Preconceito Linguístico

Enviada em 23/04/2020

Em um dos episódios do desenho animado “Hora de Aventura”, o personagem B.M.O, o robô parceiro dos protagonistas, Finn e Jake, é ofendido em virtude da sua voz - a qual se assemelha à de uma criança - e é impedido de dar continuidade à aventura em questão. Fora da animação, no Brasil, a experiência de B.M.O traduz a nefasta realidade de alguns cidadãos: tolher-se em razão do preconceito linguístico. Dessarte, é imperioso apontar as bolhas socioculturais dos indivíduos, atualmente, como a principal causa do problema, a qual promove o escalonamento cultural.

De início, afirma-se que a parte da população que incita tal aversão linguística sobre, muitas vezes, com o fenômeno das bolhas em razão da “Avareza Cognitiva”. Segundo essa teoria do sociólogo contemporâneo Wolf Lapenies, as pessoas, hodiernamente, carecem de introspecção crítica perante seus preceitos, de modo a construirem uma aversão ao próprio pensamento autoanalítico: consolidando uma bolha sociocultural que as “limita”. Sob esse prisma, tal limitação é, no viés da problemática, o que impede muitos cidadãos de depreenderem a tortuosa prática do preconceito linguístico e de se desvencilharem de seus preceitos errôneos.

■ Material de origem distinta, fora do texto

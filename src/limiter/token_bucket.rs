//! Token bucket.
//!
//! Quota is a pool of up to `capacity` tokens refilled continuously at
//! `refill_per_second`. Each admitted request takes one token.

use crate::limiter::AdmissionDecision;

#[derive(Debug, Clone, PartialEq)]
pub struct TokenBucketState {
    pub tokens: f64,
    pub last_refill_ms: u64,
}

impl TokenBucketState {
    /// A bucket that starts full.
    pub fn full(capacity: u32, now_ms: u64) -> Self {
        Self {
            tokens: capacity as f64,
            last_refill_ms: now_ms,
        }
    }

    fn refill(&mut self, now_ms: u64, capacity: u32, refill_per_second: f64) {
        let elapsed_ms = now_ms.saturating_sub(self.last_refill_ms);
        let refilled = self.tokens + elapsed_ms as f64 / 1000.0 * refill_per_second;
        self.tokens = refilled.min(capacity as f64);
        self.last_refill_ms = self.last_refill_ms.max(now_ms);
    }

    pub fn admit(&mut self, now_ms: u64, capacity: u32, refill_per_second: f64) -> AdmissionDecision {
        self.refill(now_ms, capacity, refill_per_second);

        if self.tokens >= 1.0 {
            self.tokens -= 1.0;
            let until_full = self.ms_until(capacity as f64, refill_per_second);
            AdmissionDecision::allowed(
                capacity,
                self.tokens.floor() as u32,
                now_ms.saturating_add(until_full),
            )
        } else {
            let until_next = self.ms_until(1.0, refill_per_second);
            AdmissionDecision::denied(capacity, now_ms.saturating_add(until_next))
        }
    }

    /// Milliseconds until the bucket holds `target` tokens.
    ///
    /// A bucket that never refills reports zero.
    fn ms_until(&self, target: f64, refill_per_second: f64) -> u64 {
        if self.tokens >= target || refill_per_second <= 0.0 {
            return 0;
        }
        ((target - self.tokens) / refill_per_second * 1000.0).ceil() as u64
    }

    /// Instant at which the bucket is full again.
    ///
    /// From then on the record is indistinguishable from a fresh bucket, so it
    /// can be dropped without changing any future decision.
    pub fn expires_at_ms(&self, capacity: u32, refill_per_second: f64) -> u64 {
        self.last_refill_ms
            .saturating_add(self.ms_until(capacity as f64, refill_per_second))
    }
}
//! Per-key limiter state.

use crate::limiter::fixed_window::FixedWindowState;
use crate::limiter::sliding_log::SlidingLogState;
use crate::limiter::token_bucket::TokenBucketState;

/// State of one (RateKey, EndpointCategory) pair, shaped by its algorithm.
#[derive(Debug, Clone, PartialEq)]
pub enum WindowRecord {
    FixedWindow(FixedWindowState),
    SlidingLog(SlidingLogState),
    TokenBucket(TokenBucketState),
}

/// Slot held by the store.
///
/// `record` is `None` only between lazy creation and the first update.
/// `expires_at_ms` is maintained by the limiter on every update; once it has
/// passed the record carries no information a fresh one would not.
#[derive(Debug, Clone, Default, PartialEq)]
pub struct WindowEntry {
    pub record: Option<WindowRecord>,
    pub expires_at_ms: u64,
}

impl WindowEntry {
    pub fn is_expired(&self, now_ms: u64) -> bool {
        self.expires_at_ms <= now_ms
    }
}
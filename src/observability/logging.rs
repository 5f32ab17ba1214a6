//! Structured logging.
//!
//! `RUST_LOG` wins over the configured level so operators can raise
//! verbosity without editing the config file.

use tracing_subscriber::util::TryInitError;
use tracing_subscriber::{fmt, layer::SubscriberExt, util::SubscriberInitExt, EnvFilter};

use crate::config::{LogFormat, ObservabilityConfig};

/// Install the global subscriber.
pub fn init_logging(config: &ObservabilityConfig) -> Result<(), TryInitError> {
    let filter = EnvFilter::try_from_default_env()
        .unwrap_or_else(|_| EnvFilter::new(default_directives(&config.log_level)));
    let registry = tracing_subscriber::registry().with(filter);

    match config.log_format {
        LogFormat::Json => registry.with(fmt::layer().json()).try_init(),
        LogFormat::Pretty => registry.with(fmt::layer()).try_init(),
    }
}

fn default_directives(level: &str) -> String {
    format!("rate_governor={level},tower_http={level}")
}
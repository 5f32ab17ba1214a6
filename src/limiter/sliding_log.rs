//! Sliding-window log.
//!
//! Keeps the timestamp of every admitted request inside the window, so the
//! quota holds over any rolling interval. Memory per key is bounded by the
//! quota.

use std::collections::VecDeque;

use crate::limiter::AdmissionDecision;

#[derive(Debug, Clone, Default, PartialEq, Eq)]
pub struct SlidingLogState {
    /// Admission times, oldest first.
    pub timestamps: VecDeque<u64>,
}

impl SlidingLogState {
    pub fn admit(&mut self, now_ms: u64, window_ms: u64, max_requests: u32) -> AdmissionDecision {
        self.evict_aged(now_ms, window_ms);

        let allowed = self.timestamps.len() < max_requests as usize;
        if allowed {
            self.timestamps.push_back(now_ms);
        }

        let reset_at_ms = self
            .timestamps
            .front()
            .map_or(now_ms, |oldest| *oldest)
            .saturating_add(window_ms);

        if allowed {
            let remaining = max_requests as usize - self.timestamps.len();
            AdmissionDecision::allowed(max_requests, remaining as u32, reset_at_ms)
        } else {
            AdmissionDecision::denied(max_requests, reset_at_ms)
        }
    }

    /// Drop entries that are a full window old or older.
    fn evict_aged(&mut self, now_ms: u64, window_ms: u64) {
        while let Some(oldest) = self.timestamps.front() {
            if now_ms.saturating_sub(*oldest) >= window_ms {
                self.timestamps.pop_front();
            } else {
                break;
            }
        }
    }

    /// Instant at which every logged request has aged out.
    pub fn expires_at_ms(&self, now_ms: u64, window_ms: u64) -> u64 {
        self.timestamps
            .back()
            .map_or(now_ms, |newest| newest.saturating_add(window_ms))
    }
}
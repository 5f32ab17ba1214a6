//! Shutdown coordination.

use tokio::sync::broadcast;

/// Fan-out shutdown signal.
///
/// The server and every background task hold a receiver; triggering once
/// stops all of them.
#[derive(Debug)]
pub struct Shutdown {
    tx: broadcast::Sender<()>,
}

impl Shutdown {
    pub fn new() -> Self {
        let (tx, _) = broadcast::channel(1);
        Self { tx }
    }

    pub fn subscribe(&self) -> broadcast::Receiver<()> {
        self.tx.subscribe()
    }

    pub fn trigger(&self) {
        let _ = self.tx.send(());
    }

    /// Number of tasks still listening.
    pub fn receiver_count(&self) -> usize {
        self.tx.receiver_count()
    }
}

impl Default for Shutdown {
    fn default() -> Self {
        Self::new()
    }
}

/// Resolve once `rx` fires or its sender is gone.
pub async fn wait(mut rx: broadcast::Receiver<()>) {
    let _ = rx.recv().await;
}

Logo, se, aos que, mesmo sem querer, agravam esse panorama, não é visível tanto a proporção quanto a trivialidade da aversão linguística, tal perpetuar-se-á no país.

Por conseguinte, consoante aos pensadores da escola de Frankfurt, não só a forma de falar mas também a cultura são escalonadas. Isso porquanto, conforme Adorno e Horkheimer, hoje, a cultura é usada como um mero produto sob a ótica capitalista, e, assim como qualquer outro, sobressai-se, nas vitrines, aquele que oferecer mais traços que agradam. Nesse sentido, esses mesmos indivíduos “embolhados” escolhem, em uma espécie de vitrine, a cultura com mais adeptos - que agrada -, segregando as demais e atenuando a diversidade regional do país, o que, em paralelo, unifica as formas de expressão da língua a nível nacional.

Portanto, infere-se que, visto a intempestividade desse panorama, é necessário alterar os fatos que circunscrevem os cidadãos e que contribuem ao preconceito linguístico. Para tanto, compete à própria sociedade, enquanto vítima  coautora da problemática, o dever de, por meio das redes sociais, compartilhar, criar e promover campanhas que mostrem como essa intempérie se manifesta no cotidiano, a fim de convergir à eliminação dessa mazela do país. Destarte, observar-se-ia uma população que é dissonante tanto do que foi feito a B.M.O quanto do que foi passado por ele, de maneira a diversificar, senão destruir, as vitrines culturais dos filósofos de Frankfurt.